When walleyes are holding tight to cover because of a change in water temperature or barometric pressure, or if the water is extremely clear, it is essential in walleye fishing to fish them in a vertical motion. The problem may be that they are tight to cover and usually shallow, with adjacent deep pockets or holes nearby, but not enough to position a boat over the top of them. If they are in clear water a boat hovering over the top of them will spook them also. Eagle Lake in Ontario is one of those lakes that is very clear, and naturally, the walleyes are very spooky.
The specifics of fishing in clear water are that fish see well and they rely heavily on sight for feeding. Light penetration and oxygen are deeper, therefore fish are usually found deeper and fish feed more toward morning and evening or even at night. Fish are more active on cloudy or windy days because the light is diffused and walleyes are less spooked by boats and surface noise. Also, in clear water walleyes school more and usually roam to find food, but if the water is slow to warm they might be a little lethargic.
Rocky reefs are natural ambush points for walleyes, especially during increased wave activity. Anchor upwind and float a minnow over the rocks with a slip bobber. Make sure you don’t fish too shallow, walleyes sulking in the crevices won’t move far for fast-moving bait.
To slow the float or bobber down, select a design with a bottom-only line attachment, which will hold most of the float underwater and prevent it from sailing in the wind. Before leaving the reef, cast a minnow-tipped jig along the downwind drop off, bouncing it toward fish that are holding nose to current looking for food.
Save on tackle by using eight-pound Vanish mono and a jig molded to a light wire hook, which will allow you to dislodge snags by straightening out the jig-hook with slow but steady pressure.
While staying at Andy Myers Lodge on Eagle Lake, Ontario this past summer my wife and I experienced some unstable weather. Like most of us in the Midwest this year we really didn’t have a typical summer and our stay was a prelude to what was to come this summer. The way that I remedied this was to use a slip bobber over the rocks.

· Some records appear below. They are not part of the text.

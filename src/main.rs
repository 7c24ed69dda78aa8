use anyhow::{Context, Result};
use clap::Parser;
use std::sync::Arc;
use tracing::{info, warn};
use tracing_subscriber::EnvFilter;

use webrtc_pair::config::{DEFAULT_SIGNALING_URL, DEFAULT_STUN_SERVER};
use webrtc_pair::{RoomSession, SessionConfig, SilentCapture, WebRtcEngine, WsSignalTransport};

/// Join a room on a rendezvous relay and hold a call with the other member.
#[derive(Debug, Parser)]
#[command(name = "webrtc-pair", version)]
struct Args {
    /// Room to join
    #[arg(long, env = "PAIR_ROOM")]
    room: String,

    /// WebSocket URL of the rendezvous relay
    #[arg(long, env = "PAIR_SIGNALING_URL", default_value = DEFAULT_SIGNALING_URL)]
    signaling_url: String,

    /// STUN servers, comma separated
    #[arg(
        long,
        env = "PAIR_ICE_SERVERS",
        value_delimiter = ',',
        default_value = DEFAULT_STUN_SERVER
    )]
    ice_servers: Vec<String>,
}

impl Args {
    fn session_config(&self) -> SessionConfig {
        SessionConfig {
            signaling_url: self.signaling_url.clone(),
            ice_servers: self.ice_servers.clone(),
        }
    }
}

#[tokio::main]
async fn main() -> Result<()> {
    tracing_subscriber::fmt()
        .with_env_filter(EnvFilter::try_from_default_env().unwrap_or_else(|_| EnvFilter::new("info")))
        .init();

    let args = Args::parse();
    let config = args.session_config();

    let engine = WebRtcEngine::new(config.ice_servers.clone()).context("media engine setup")?;
    let transport = WsSignalTransport::new(config.signaling_url.clone());
    let session = RoomSession::new(
        Arc::new(transport),
        Arc::new(engine),
        &SilentCapture::default(),
    )
    .await;

    session
        .join(args.room.clone())
        .await
        .with_context(|| format!("joining room {}", args.room))?;

    let mut status = session.subscribe();
    let mut remote = session.subscribe_remote();
    loop {
        tokio::select! {
            changed = status.changed() => {
                if changed.is_err() {
                    break;
                }
                info!("Status: {}", *status.borrow());
            }
            changed = remote.changed() => {
                if changed.is_err() {
                    break;
                }
                match &*remote.borrow() {
                    Some(stream) => info!("Receiving remote tracks {:?}", stream.track_ids()),
                    None => info!("Remote media detached"),
                }
            }
            _ = tokio::signal::ctrl_c() => {
                info!("Interrupted, leaving room");
                break;
            }
        }
    }

    if let Err(e) = session.leave().await {
        warn!("Leave failed: {}", e);
    }
    Ok(())
}
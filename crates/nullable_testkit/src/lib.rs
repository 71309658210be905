//! Shared test helpers for workspace crates.

use std::path::{Path, PathBuf};

use serde_json::Value;

/// Resolve the workspace root path.
pub fn workspace_root() -> PathBuf {
	let manifest_dir = Path::new(env!("CARGO_MANIFEST_DIR"));
	manifest_dir
		.join("..")
		.join("..")
		.canonicalize()
		.unwrap_or_else(|_| manifest_dir.join("..").join(".."))
}

/// Resolve a fixture path under `<workspace>/fixtures`.
pub fn fixture_path(name: &str) -> PathBuf {
	workspace_root().join("fixtures").join(name)
}

/// Read a fixture document as text with surrounding whitespace removed.
pub fn read_fixture(name: &str) -> String {
	let path = fixture_path(name);
	let text = std::fs::read_to_string(&path).unwrap_or_else(|err| panic!("fixture {} should be readable: {err}", path.display()));
	text.trim().to_owned()
}

/// Parse a fixture document as a JSON tree.
pub fn read_fixture_json(name: &str) -> Value {
	serde_json::from_str(&read_fixture(name)).unwrap_or_else(|err| panic!("fixture {name} should be valid json: {err}"))
}
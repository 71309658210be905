use std::fmt;

use time::OffsetDateTime;

/// Loosely-typed value delivered by a row cursor or a text decoder.
#[derive(Debug, Clone, PartialEq)]
pub enum Value {
	/// Null sentinel.
	Null,
	/// Boolean.
	Bool(bool),
	/// 8-bit signed integer.
	I8(i8),
	/// 16-bit signed integer.
	I16(i16),
	/// 32-bit signed integer.
	I32(i32),
	/// 64-bit signed integer.
	I64(i64),
	/// Pointer-sized signed integer.
	Isize(isize),
	/// 8-bit unsigned integer.
	U8(u8),
	/// 16-bit unsigned integer.
	U16(u16),
	/// 32-bit unsigned integer.
	U32(u32),
	/// 64-bit unsigned integer.
	U64(u64),
	/// Pointer-sized unsigned integer.
	Usize(usize),
	/// 32-bit float.
	F32(f32),
	/// 64-bit float.
	F64(f64),
	/// Raw byte sequence.
	Bytes(Vec<u8>),
	/// UTF-8 text.
	String(String),
	/// Date/time composite.
	Time(OffsetDateTime),
	/// Driver-delivered list of values.
	Array(Vec<Value>),
}

/// Payload-free tag for each [`Value`] variant.
#[derive(Debug, Clone, Copy, PartialEq, Eq, Hash)]
pub enum Kind {
	/// [`Value::Null`].
	Null,
	/// [`Value::Bool`].
	Bool,
	/// [`Value::I8`].
	I8,
	/// [`Value::I16`].
	I16,
	/// [`Value::I32`].
	I32,
	/// [`Value::I64`].
	I64,
	/// [`Value::Isize`].
	Isize,
	/// [`Value::U8`].
	U8,
	/// [`Value::U16`].
	U16,
	/// [`Value::U32`].
	U32,
	/// [`Value::U64`].
	U64,
	/// [`Value::Usize`].
	Usize,
	/// [`Value::F32`].
	F32,
	/// [`Value::F64`].
	F64,
	/// [`Value::Bytes`].
	Bytes,
	/// [`Value::String`].
	String,
	/// [`Value::Time`].
	Time,
	/// [`Value::Array`].
	Array,
}

impl Kind {
	/// Stable lowercase label.
	pub fn as_str(self) -> &'static str {
		match self {
			Self::Null => "null",
			Self::Bool => "bool",
			Self::I8 => "i8",
			Self::I16 => "i16",
			Self::I32 => "i32",
			Self::I64 => "i64",
			Self::Isize => "isize",
			Self::U8 => "u8",
			Self::U16 => "u16",
			Self::U32 => "u32",
			Self::U64 => "u64",
			Self::Usize => "usize",
			Self::F32 => "f32",
			Self::F64 => "f64",
			Self::Bytes => "bytes",
			Self::String => "string",
			Self::Time => "time",
			Self::Array => "array",
		}
	}

	/// Any integer width, signed or unsigned.
	pub fn is_integer(self) -> bool {
		matches!(
			self,
			Self::I8 | Self::I16 | Self::I32 | Self::I64 | Self::Isize | Self::U8 | Self::U16 | Self::U32 | Self::U64 | Self::Usize
		)
	}

	/// Unsigned integer widths.
	pub fn is_unsigned(self) -> bool {
		matches!(self, Self::U8 | Self::U16 | Self::U32 | Self::U64 | Self::Usize)
	}

	/// Floating-point widths.
	pub fn is_float(self) -> bool {
		matches!(self, Self::F32 | Self::F64)
	}

	/// Integer or floating-point.
	pub fn is_numeric(self) -> bool {
		self.is_integer() || self.is_float()
	}
}

impl fmt::Display for Kind {
	fn fmt(&self, f: &mut fmt::Formatter<'_>) -> fmt::Result {
		f.write_str(self.as_str())
	}
}

impl Value {
	/// Kind tag of this value.
	pub fn kind(&self) -> Kind {
		match self {
			Self::Null => Kind::Null,
			Self::Bool(_) => Kind::Bool,
			Self::I8(_) => Kind::I8,
			Self::I16(_) => Kind::I16,
			Self::I32(_) => Kind::I32,
			Self::I64(_) => Kind::I64,
			Self::Isize(_) => Kind::Isize,
			Self::U8(_) => Kind::U8,
			Self::U16(_) => Kind::U16,
			Self::U32(_) => Kind::U32,
			Self::U64(_) => Kind::U64,
			Self::Usize(_) => Kind::Usize,
			Self::F32(_) => Kind::F32,
			Self::F64(_) => Kind::F64,
			Self::Bytes(_) => Kind::Bytes,
			Self::String(_) => Kind::String,
			Self::Time(_) => Kind::Time,
			Self::Array(_) => Kind::Array,
		}
	}

	/// Whether this is the null sentinel.
	pub fn is_null(&self) -> bool {
		matches!(self, Self::Null)
	}

	/// Zero value of `kind`.
	pub fn zero(kind: Kind) -> Self {
		match kind {
			Kind::Null => Self::Null,
			Kind::Bool => Self::Bool(false),
			Kind::I8 => Self::I8(0),
			Kind::I16 => Self::I16(0),
			Kind::I32 => Self::I32(0),
			Kind::I64 => Self::I64(0),
			Kind::Isize => Self::Isize(0),
			Kind::U8 => Self::U8(0),
			Kind::U16 => Self::U16(0),
			Kind::U32 => Self::U32(0),
			Kind::U64 => Self::U64(0),
			Kind::Usize => Self::Usize(0),
			Kind::F32 => Self::F32(0.0),
			Kind::F64 => Self::F64(0.0),
			Kind::Bytes => Self::Bytes(Vec::new()),
			Kind::String => Self::String(String::new()),
			Kind::Time => Self::Time(OffsetDateTime::UNIX_EPOCH),
			Kind::Array => Self::Array(Vec::new()),
		}
	}
}

impl From<&str> for Value {
	fn from(value: &str) -> Self {
		Self::String(value.to_owned())
	}
}

impl From<&[u8]> for Value {
	fn from(value: &[u8]) -> Self {
		Self::Bytes(value.to_vec())
	}
}

macro_rules! value_from {
	($($ty:ty => $variant:ident),* $(,)?) => {
		$(
			impl From<$ty> for Value {
				fn from(value: $ty) -> Self {
					Self::$variant(value)
				}
			}
		)*
	};
}

value_from!(
	bool => Bool,
	i8 => I8,
	i16 => I16,
	i32 => I32,
	i64 => I64,
	isize => Isize,
	u8 => U8,
	u16 => U16,
	u32 => U32,
	u64 => U64,
	usize => Usize,
	f32 => F32,
	f64 => F64,
	Vec<u8> => Bytes,
	String => String,
	OffsetDateTime => Time,
	Vec<Value> => Array,
);
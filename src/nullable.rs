use crate::coerce::{FromValue, ToDriverValue};
use crate::driver::DriverValue;
use crate::error::Result;
use crate::value::Value;

/// Tri-state field: absent, explicit null, or present with a value.
///
/// `Absent` means the field was never addressed by a decode or scan. `Null` means it was
/// addressed and held the null sentinel (or failed to convert). Every decode or scan call
/// overwrites the whole state.
#[derive(Debug, Clone, Copy, PartialEq, Eq, Hash)]
pub enum Nullable<T> {
	/// Key or column was not addressed.
	Absent,
	/// Key or column was addressed and held null.
	Null,
	/// Key or column was addressed and held a value.
	Value(T),
}

impl<T> Default for Nullable<T> {
	fn default() -> Self {
		Self::Absent
	}
}

impl<T> Nullable<T> {
	/// Wrap a concrete value, marking it present and valid.
	pub fn of(value: T) -> Self {
		Self::Value(value)
	}

	/// Explicit null.
	pub fn null() -> Self {
		Self::Null
	}

	/// Never-addressed field.
	pub fn absent() -> Self {
		Self::Absent
	}

	/// Whether the field was addressed by the last decode or scan.
	pub fn is_present(&self) -> bool {
		!self.is_absent()
	}

	/// Whether a non-null value was established.
	pub fn is_valid(&self) -> bool {
		matches!(self, Self::Value(_))
	}

	/// Whether the field was addressed and held null.
	pub fn is_null(&self) -> bool {
		matches!(self, Self::Null)
	}

	/// Whether the field was never addressed; encoders use this to omit the field.
	pub fn is_absent(&self) -> bool {
		matches!(self, Self::Absent)
	}

	/// Borrow the value when valid.
	pub fn value(&self) -> Option<&T> {
		match self {
			Self::Value(value) => Some(value),
			Self::Absent | Self::Null => None,
		}
	}

	/// Borrowing view as an [`Option`].
	pub fn as_option(&self) -> Option<&T> {
		self.value()
	}

	/// Consume into an [`Option`], folding absent and null together.
	pub fn into_option(self) -> Option<T> {
		match self {
			Self::Value(value) => Some(value),
			Self::Absent | Self::Null => None,
		}
	}

	/// Return the value when valid, otherwise `default`.
	pub fn or_else(self, default: T) -> T {
		self.into_option().unwrap_or(default)
	}

	/// Return the value when valid, otherwise the zero value of `T`.
	pub fn unwrap_or_default(self) -> T
	where
		T: Default,
	{
		self.into_option().unwrap_or_default()
	}

	/// Produce the driver representation: null unless valid.
	pub fn driver_value(&self) -> Result<DriverValue>
	where
		T: ToDriverValue,
	{
		match self {
			Self::Value(value) => value.to_driver_value(),
			Self::Absent | Self::Null => Ok(DriverValue::Null),
		}
	}
}

impl<T: FromValue> Nullable<T> {
	/// Scan one loosely-typed row value, overwriting prior state.
	///
	/// The field is always present afterwards. On error it is left null.
	pub fn scan(&mut self, value: Value) -> Result<()> {
		*self = Self::Null;
		if value.is_null() {
			return Ok(());
		}

		let kind = value.kind();
		match T::from_value(value) {
			Ok(value) => {
				*self = Self::Value(value);
				Ok(())
			}
			Err(err) => {
				tracing::trace!(source = %kind, error = %err, "scan failed");
				Err(err)
			}
		}
	}
}

impl<T> From<T> for Nullable<T> {
	fn from(value: T) -> Self {
		Self::of(value)
	}
}

impl<T: FromValue> FromValue for Nullable<T> {
	fn from_value(value: Value) -> Result<Self> {
		let mut out = Self::Absent;
		out.scan(value)?;
		Ok(out)
	}
}

impl<T: ToDriverValue> ToDriverValue for Nullable<T> {
	fn to_driver_value(&self) -> Result<DriverValue> {
		self.driver_value()
	}
}
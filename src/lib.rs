//! Tri-state nullable field wrapper.
//!
//! [`Nullable`] tells apart a field that was never addressed, one explicitly set to null, and
//! one holding a value. It decodes from and encodes to JSON through serde, and scans from and
//! produces values for a relational row interface through a small coercion engine that
//! narrows loosely-typed driver values into statically declared field types.

mod coerce;
mod driver;
mod error;
mod json;
mod nullable;
mod value;

/// Capability traits and coercion entry points.
pub use coerce::{FromValue, ToDriverValue, coerce, driver_value};
/// Primitive values accepted by a relational interface.
pub use driver::DriverValue;
/// Error and result aliases.
pub use error::{ConvertError, Result};
/// The tri-state wrapper.
pub use nullable::Nullable;
/// Loosely-typed input values and their kind tags.
pub use value::{Kind, Value};
use time::OffsetDateTime;

use crate::value::Value;

/// Primitive value accepted by a relational parameter interface.
#[derive(Debug, Clone, PartialEq)]
pub enum DriverValue {
	/// SQL `NULL`.
	Null,
	/// Signed 64-bit integer.
	I64(i64),
	/// 64-bit float.
	F64(f64),
	/// Boolean.
	Bool(bool),
	/// Byte sequence.
	Bytes(Vec<u8>),
	/// Text.
	Text(String),
	/// Date/time composite.
	Time(OffsetDateTime),
}

impl DriverValue {
	/// Whether this is the null sentinel.
	pub fn is_null(&self) -> bool {
		matches!(self, Self::Null)
	}
}

impl From<DriverValue> for Value {
	fn from(value: DriverValue) -> Self {
		match value {
			DriverValue::Null => Self::Null,
			DriverValue::I64(v) => Self::I64(v),
			DriverValue::F64(v) => Self::F64(v),
			DriverValue::Bool(v) => Self::Bool(v),
			DriverValue::Bytes(v) => Self::Bytes(v),
			DriverValue::Text(v) => Self::String(v),
			DriverValue::Time(v) => Self::Time(v),
		}
	}
}
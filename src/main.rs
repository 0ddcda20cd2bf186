use std::env;

fn usage() -> &'static str {
    "Usage: pantry-import <recipe|receipt> <url-or-file>"
}

#[tokio::main]
async fn main() -> Result<(), Box<dyn std::error::Error>> {
    env_logger::init();

    let args: Vec<String> = env::args().collect();
    match args.get(1).map(String::as_str) {
        Some("recipe") => {
            let url = args.get(2).ok_or(usage())?;
            let recipe = pantry_import::import_recipe(url).await?;
            println!("{}", serde_json::to_string_pretty(&recipe)?);
        }
        Some("receipt") => {
            let image = args.get(2).ok_or(usage())?;
            let combined = pantry_import::import_receipt(image).await?;
            println!("{}", serde_json::to_string_pretty(&combined)?);
        }
        _ => return Err(usage().into()),
    }

    Ok(())
}
use std::time::Duration;

use log::{debug, info};
use reqwest::header::AUTHORIZATION;
use reqwest::Client;
use serde_json::{Map, Value};
use tokio::time::{sleep, Instant};

use crate::config::PipelineConfig;
use crate::error::ImportError;

/// Lifecycle state reported by the pipeline API.
#[derive(Debug, Clone, Copy, PartialEq, Eq, Default)]
pub enum RunState {
    Done,
    Failed,
    /// Any state other than the two terminal ones.
    #[default]
    Pending,
}

impl From<&str> for RunState {
    fn from(state: &str) -> Self {
        match state {
            "DONE" => RunState::Done,
            "FAILED" => RunState::Failed,
            _ => RunState::Pending,
        }
    }
}

impl RunState {
    pub fn is_terminal(self) -> bool {
        matches!(self, RunState::Done | RunState::Failed)
    }
}

/// Response document for a pipeline run, as returned by `start_pipeline` or
/// the final `get_pl_run` poll.
#[derive(Debug, Clone)]
pub struct RunResponse {
    pub run_id: Option<String>,
    pub state: RunState,
    /// Named outputs, in the order the API listed them.
    pub outputs: Option<Map<String, Value>>,
    /// Free-text log lines, in emission order. Non-string entries are dropped.
    pub log: Vec<String>,
    /// The verbatim response document, kept for the fallback dump.
    pub raw: Value,
}

impl RunResponse {
    /// Build the typed view over a raw response document.
    pub fn from_value(raw: Value) -> Self {
        let run_id = raw
            .get("run_id")
            .and_then(Value::as_str)
            .map(str::to_string);
        let state = raw
            .get("state")
            .and_then(Value::as_str)
            .map(RunState::from)
            .unwrap_or_default();
        let outputs = raw.get("outputs").and_then(Value::as_object).cloned();
        let log = raw
            .get("log")
            .and_then(Value::as_array)
            .map(|entries| {
                entries
                    .iter()
                    .filter_map(Value::as_str)
                    .map(str::to_string)
                    .collect()
            })
            .unwrap_or_default();

        RunResponse {
            run_id,
            state,
            outputs,
            log,
            raw,
        }
    }
}

/// Client for starting a saved pipeline and polling it to completion.
pub struct PipelineClient {
    client: Client,
    config: PipelineConfig,
}

impl PipelineClient {
    pub fn new(config: PipelineConfig) -> Result<Self, ImportError> {
        let client = Client::builder()
            .timeout(Duration::from_secs(30))
            .build()?;
        Ok(PipelineClient { client, config })
    }

    /// Start the saved pipeline with `payload` and wait for its final
    /// response document.
    ///
    /// Some pipelines complete synchronously: the start response then carries
    /// the outputs directly and no polling happens. Otherwise the run is
    /// polled at the configured interval until `DONE`, `FAILED`, or the
    /// deadline.
    pub async fn run(&self, payload: &Value) -> Result<RunResponse, ImportError> {
        let started = self.start(payload).await?;

        match started.run_id.clone() {
            Some(run_id) => self.poll(&run_id).await,
            None if started.outputs.is_some() && started.state == RunState::Done => Ok(started),
            None => Err(ImportError::MissingRunId(started.raw.to_string())),
        }
    }

    async fn start(&self, payload: &Value) -> Result<RunResponse, ImportError> {
        let url = format!(
            "{}/start_pipeline?user_id={}&saved_item_id={}",
            self.config.base_url, self.config.user_id, self.config.saved_item_id
        );
        debug!("Start payload: {payload}");

        let mut request = self.client.post(&url).json(payload);
        if let Some(api_key) = &self.config.api_key {
            request = request.header(AUTHORIZATION, api_key.as_str());
        }

        let body = request.send().await?.bytes().await?;
        // Invalid UTF-8 bytes become replacement characters, not errors.
        let raw: Value = serde_json::from_str(&String::from_utf8_lossy(&body))?;
        Ok(RunResponse::from_value(raw))
    }

    async fn poll(&self, run_id: &str) -> Result<RunResponse, ImportError> {
        let url = format!("{}/get_pl_run", self.config.base_url);
        let deadline = Instant::now() + Duration::from_secs(self.config.poll_timeout_secs);

        loop {
            if Instant::now() >= deadline {
                return Err(ImportError::PollTimeout(self.config.poll_timeout_secs));
            }

            let mut request = self
                .client
                .get(&url)
                .query(&[("run_id", run_id), ("user_id", self.config.user_id.as_str())]);
            if let Some(api_key) = &self.config.api_key {
                request = request.header(AUTHORIZATION, api_key.as_str());
            }

            let body = request.send().await?.bytes().await?;
            let raw: Value = serde_json::from_str(&String::from_utf8_lossy(&body))?;
            let response = RunResponse::from_value(raw);
            info!("Run state: {:?}", response.state);

            match response.state {
                RunState::Done => return Ok(response),
                RunState::Failed => return Err(ImportError::RunFailed(response.raw.to_string())),
                RunState::Pending => sleep(Duration::from_secs(self.config.poll_interval_secs)).await,
            }
        }
    }
}
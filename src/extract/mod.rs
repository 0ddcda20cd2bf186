//! Derivation of structured records from pipeline run logs.
//!
//! Both extractors are pure: they take the `log` lines of a run response and
//! return records, leaving all file writing to [`crate::saver`].

pub mod clean;
pub mod recipe;
pub mod store_items;
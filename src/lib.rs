pub mod client;
pub mod config;
pub mod error;
pub mod extract;
pub mod model;
pub mod pipelines;
pub mod saver;

pub use client::{PipelineClient, RunResponse, RunState};
pub use config::{PipelineConfig, StoreSelection};
pub use error::ImportError;
pub use model::{
    CombinedDocument, Ingredient, Instruction, NutritionalInfo, Quantity, Recipe,
};

/// Import a recipe by driving the recipe pipeline against an article or
/// video URL. Configuration is loaded from `config.toml` and `PANTRY__`
/// environment variables.
pub async fn import_recipe(article_url: &str) -> Result<Recipe, ImportError> {
    let config = PipelineConfig::load()?;
    pipelines::recipe::process(&config, article_url).await
}

/// Import a receipt by driving the receipt pipeline against an image URL or
/// local image file, deriving the store/items document.
pub async fn import_receipt(image: &str) -> Result<CombinedDocument, ImportError> {
    let config = PipelineConfig::load()?;
    pipelines::receipt::process(&config, image).await
}
//! End-to-end pipeline runs: trigger, poll, persist, derive.
//!
//! Each pipeline clears its output directories, drives the remote run to a
//! terminal state, persists the raw outputs, and mines the run log into the
//! structured document the pipeline exists for.

pub mod receipt;
pub mod recipe;

use std::path::Path;

use log::info;

use crate::client::RunResponse;
use crate::error::ImportError;
use crate::saver;

/// Persist the run's raw outputs under `dir`. A run without any saved output
/// gets the full response document as a diagnostic fallback instead.
fn persist_raw_outputs(dir: &Path, response: &RunResponse) -> Result<(), ImportError> {
    let saved = match &response.outputs {
        Some(outputs) => saver::save_outputs(dir, outputs)?,
        None => Vec::new(),
    };
    if saved.is_empty() {
        let path = saver::save_run_response(dir, &response.raw)?;
        info!("No outputs; saved full response to {}", path.display());
    }
    Ok(())
}
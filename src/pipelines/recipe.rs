use std::path::PathBuf;

use log::info;
use serde_json::json;

use crate::client::PipelineClient;
use crate::config::PipelineConfig;
use crate::error::ImportError;
use crate::extract::recipe;
use crate::model::Recipe;
use crate::saver;

/// Run the recipe pipeline against an article or video URL and derive the
/// recipe record.
///
/// The run:
/// 1. clears the output directory from any previous run,
/// 2. starts the saved pipeline with the article URL and polls it,
/// 3. persists the raw outputs (or the full response when there are none),
/// 4. assembles the key-item log entries into `recipe.json`.
pub async fn process(config: &PipelineConfig, article_url: &str) -> Result<Recipe, ImportError> {
    let out_dir = PathBuf::from(&config.output_dir);
    saver::reset_dir(&out_dir)?;

    let payload = json!({ "article_url": article_url });
    let client = PipelineClient::new(config.clone())?;
    let response = client.run(&payload).await?;

    super::persist_raw_outputs(&out_dir, &response)?;

    let values = recipe::extract_key_values(&response.log);
    let record = recipe::build_recipe(&values);

    let recipe_path = out_dir.join("recipe.json");
    saver::write_json(&recipe_path, &record)?;
    info!("Saved clean recipe JSON to {}", recipe_path.display());

    Ok(record)
}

This gave me depth control and allowed me to anchor in the deeper water of 35 feet and pitch my minnow and slip bobber combinations up to the schooling walleyes that were in 25 feet of water. The water was cold, but the big walleyes had to be tempted to get them to bite and the slip bobber approach was an excellent choice.
Because of the clear water and unstable weather, this was a total finesse bite. When using a jig I would use a one-eighth-ounce swimming jig and allow the wind to blow it towards the waiting fish. You really had to be on top of what your jig was doing otherwise this approach became fruitless, but some big walleyes were caught on this method as well.
Therefore, a vertical presentation with a Thill float might do the trick. It will allow the presentation of the bait over the top of the walleye (something that is important to remember is a walleye always feeds on food that is in front of them and just slightly above them). The bobber should be set so that it will present the bait in a suspended offering, and once you find the depth you can work the shoreline around structure like stumps and points.